Given the records below, would you repeat exactly the lines that begin at the one containing "capture the target" and end at the one containing "(None, None) =>", inclusive?

- - - - -

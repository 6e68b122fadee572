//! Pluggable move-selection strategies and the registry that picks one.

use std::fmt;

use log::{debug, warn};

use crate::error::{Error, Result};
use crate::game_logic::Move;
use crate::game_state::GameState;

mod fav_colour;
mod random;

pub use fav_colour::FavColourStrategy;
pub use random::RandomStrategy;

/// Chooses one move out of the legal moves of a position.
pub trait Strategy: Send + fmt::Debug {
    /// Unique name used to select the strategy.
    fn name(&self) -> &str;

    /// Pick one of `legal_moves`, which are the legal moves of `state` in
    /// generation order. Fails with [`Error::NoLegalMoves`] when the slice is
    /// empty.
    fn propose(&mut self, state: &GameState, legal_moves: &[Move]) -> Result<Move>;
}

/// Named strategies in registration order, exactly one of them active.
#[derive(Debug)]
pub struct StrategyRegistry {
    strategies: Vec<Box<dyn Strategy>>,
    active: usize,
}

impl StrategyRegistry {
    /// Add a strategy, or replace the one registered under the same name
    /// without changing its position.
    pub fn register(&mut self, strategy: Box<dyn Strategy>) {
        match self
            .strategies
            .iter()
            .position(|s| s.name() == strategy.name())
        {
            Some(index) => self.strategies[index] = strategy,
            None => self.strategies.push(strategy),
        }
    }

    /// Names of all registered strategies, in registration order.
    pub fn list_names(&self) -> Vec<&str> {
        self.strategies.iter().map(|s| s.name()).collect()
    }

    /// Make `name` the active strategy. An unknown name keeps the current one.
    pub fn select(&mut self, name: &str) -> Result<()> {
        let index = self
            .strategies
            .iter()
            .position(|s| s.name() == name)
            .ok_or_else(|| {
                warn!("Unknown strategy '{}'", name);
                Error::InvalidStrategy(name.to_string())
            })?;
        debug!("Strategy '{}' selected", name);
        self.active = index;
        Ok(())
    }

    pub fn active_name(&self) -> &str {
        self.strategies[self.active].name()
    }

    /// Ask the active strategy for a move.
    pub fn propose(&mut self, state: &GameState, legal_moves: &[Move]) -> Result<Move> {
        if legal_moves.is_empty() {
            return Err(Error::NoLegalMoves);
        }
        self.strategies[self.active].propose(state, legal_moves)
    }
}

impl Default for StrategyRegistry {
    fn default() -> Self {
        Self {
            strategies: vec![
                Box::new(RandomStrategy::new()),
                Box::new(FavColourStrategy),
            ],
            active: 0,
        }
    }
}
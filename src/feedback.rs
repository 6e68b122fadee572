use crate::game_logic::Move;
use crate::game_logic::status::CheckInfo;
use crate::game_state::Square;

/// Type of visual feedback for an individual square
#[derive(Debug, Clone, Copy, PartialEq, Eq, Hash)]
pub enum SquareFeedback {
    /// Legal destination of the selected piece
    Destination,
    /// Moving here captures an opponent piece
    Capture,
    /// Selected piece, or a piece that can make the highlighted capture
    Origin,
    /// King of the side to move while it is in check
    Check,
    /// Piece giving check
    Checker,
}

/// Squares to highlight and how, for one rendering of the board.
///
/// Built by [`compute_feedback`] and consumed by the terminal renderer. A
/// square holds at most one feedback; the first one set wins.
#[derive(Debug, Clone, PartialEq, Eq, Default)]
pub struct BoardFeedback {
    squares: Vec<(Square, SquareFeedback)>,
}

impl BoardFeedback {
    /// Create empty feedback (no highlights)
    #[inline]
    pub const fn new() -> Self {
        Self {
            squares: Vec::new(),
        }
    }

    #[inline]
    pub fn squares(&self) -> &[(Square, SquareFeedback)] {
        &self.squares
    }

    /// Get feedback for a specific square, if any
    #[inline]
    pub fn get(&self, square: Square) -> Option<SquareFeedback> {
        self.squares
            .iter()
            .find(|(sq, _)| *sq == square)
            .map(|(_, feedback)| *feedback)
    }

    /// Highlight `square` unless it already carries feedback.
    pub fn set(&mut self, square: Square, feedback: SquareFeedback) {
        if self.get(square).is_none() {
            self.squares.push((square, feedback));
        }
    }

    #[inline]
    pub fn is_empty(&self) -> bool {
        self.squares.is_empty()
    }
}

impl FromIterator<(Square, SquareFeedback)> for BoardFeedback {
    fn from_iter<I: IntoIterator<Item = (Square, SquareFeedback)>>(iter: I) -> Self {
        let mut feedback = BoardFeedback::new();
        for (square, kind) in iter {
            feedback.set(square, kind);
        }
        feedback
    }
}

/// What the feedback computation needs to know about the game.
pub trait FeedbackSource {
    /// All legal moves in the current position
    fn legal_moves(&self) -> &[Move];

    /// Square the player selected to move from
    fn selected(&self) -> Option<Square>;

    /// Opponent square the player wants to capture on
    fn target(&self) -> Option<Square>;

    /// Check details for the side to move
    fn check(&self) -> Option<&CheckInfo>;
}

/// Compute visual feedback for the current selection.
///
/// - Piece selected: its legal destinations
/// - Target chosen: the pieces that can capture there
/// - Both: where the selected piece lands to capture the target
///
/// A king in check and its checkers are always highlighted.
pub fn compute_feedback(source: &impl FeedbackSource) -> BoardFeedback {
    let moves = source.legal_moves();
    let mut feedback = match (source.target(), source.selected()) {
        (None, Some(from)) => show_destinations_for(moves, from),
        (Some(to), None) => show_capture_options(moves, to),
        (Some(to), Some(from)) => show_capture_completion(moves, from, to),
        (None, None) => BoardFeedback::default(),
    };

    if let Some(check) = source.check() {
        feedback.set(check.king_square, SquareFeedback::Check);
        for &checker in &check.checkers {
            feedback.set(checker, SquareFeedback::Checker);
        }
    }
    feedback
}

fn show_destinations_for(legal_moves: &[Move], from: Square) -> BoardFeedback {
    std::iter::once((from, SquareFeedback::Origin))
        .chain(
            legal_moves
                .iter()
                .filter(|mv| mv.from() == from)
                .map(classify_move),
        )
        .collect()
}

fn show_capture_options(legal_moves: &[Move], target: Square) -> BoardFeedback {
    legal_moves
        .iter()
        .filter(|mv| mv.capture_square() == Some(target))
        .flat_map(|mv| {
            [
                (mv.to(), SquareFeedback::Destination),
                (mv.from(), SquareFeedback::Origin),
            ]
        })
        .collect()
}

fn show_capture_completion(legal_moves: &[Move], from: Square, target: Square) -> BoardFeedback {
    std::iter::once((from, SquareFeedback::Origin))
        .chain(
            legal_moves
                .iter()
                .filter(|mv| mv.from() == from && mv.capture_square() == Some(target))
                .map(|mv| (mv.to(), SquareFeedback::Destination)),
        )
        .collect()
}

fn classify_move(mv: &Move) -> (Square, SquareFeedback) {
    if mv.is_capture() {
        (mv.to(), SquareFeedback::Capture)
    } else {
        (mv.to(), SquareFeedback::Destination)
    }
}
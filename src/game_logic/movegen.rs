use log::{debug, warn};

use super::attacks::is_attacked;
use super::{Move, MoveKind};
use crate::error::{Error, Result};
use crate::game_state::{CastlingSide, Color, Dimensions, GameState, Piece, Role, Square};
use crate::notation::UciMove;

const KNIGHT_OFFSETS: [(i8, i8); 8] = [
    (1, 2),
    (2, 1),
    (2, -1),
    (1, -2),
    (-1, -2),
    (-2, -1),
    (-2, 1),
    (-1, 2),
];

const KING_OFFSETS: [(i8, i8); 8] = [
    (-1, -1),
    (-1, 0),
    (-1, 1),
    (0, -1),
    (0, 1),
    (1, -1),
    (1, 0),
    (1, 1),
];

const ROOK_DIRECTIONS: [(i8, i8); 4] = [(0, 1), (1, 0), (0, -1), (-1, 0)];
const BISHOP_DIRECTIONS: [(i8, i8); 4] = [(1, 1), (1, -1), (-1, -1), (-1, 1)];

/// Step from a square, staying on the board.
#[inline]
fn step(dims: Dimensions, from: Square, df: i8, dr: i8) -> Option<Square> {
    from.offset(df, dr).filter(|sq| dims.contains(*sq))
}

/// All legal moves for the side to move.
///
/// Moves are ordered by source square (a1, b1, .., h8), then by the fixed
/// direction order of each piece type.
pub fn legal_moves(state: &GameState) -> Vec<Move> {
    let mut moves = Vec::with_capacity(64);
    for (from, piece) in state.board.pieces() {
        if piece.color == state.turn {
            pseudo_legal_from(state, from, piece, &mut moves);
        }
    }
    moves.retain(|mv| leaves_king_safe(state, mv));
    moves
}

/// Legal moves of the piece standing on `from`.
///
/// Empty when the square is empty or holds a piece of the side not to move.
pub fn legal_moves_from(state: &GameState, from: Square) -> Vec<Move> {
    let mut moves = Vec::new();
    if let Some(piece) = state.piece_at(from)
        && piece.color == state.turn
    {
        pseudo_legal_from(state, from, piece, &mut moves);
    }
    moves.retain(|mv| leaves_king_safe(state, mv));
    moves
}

- - - - -

→ Answer area:
/// - Both: where the selected piece lands to capture the target
///
/// A king in check and its checkers are always highlighted.
pub fn compute_feedback(source: &impl FeedbackSource) -> BoardFeedback {
    let moves = source.legal_moves();
    let mut feedback = match (source.target(), source.selected()) {
        (None, Some(from)) => show_destinations_for(moves, from),
        (Some(to), None) => show_capture_options(moves, to),
        (Some(to), Some(from)) => show_capture_completion(moves, from, to),
        (None, None) => BoardFeedback::default(),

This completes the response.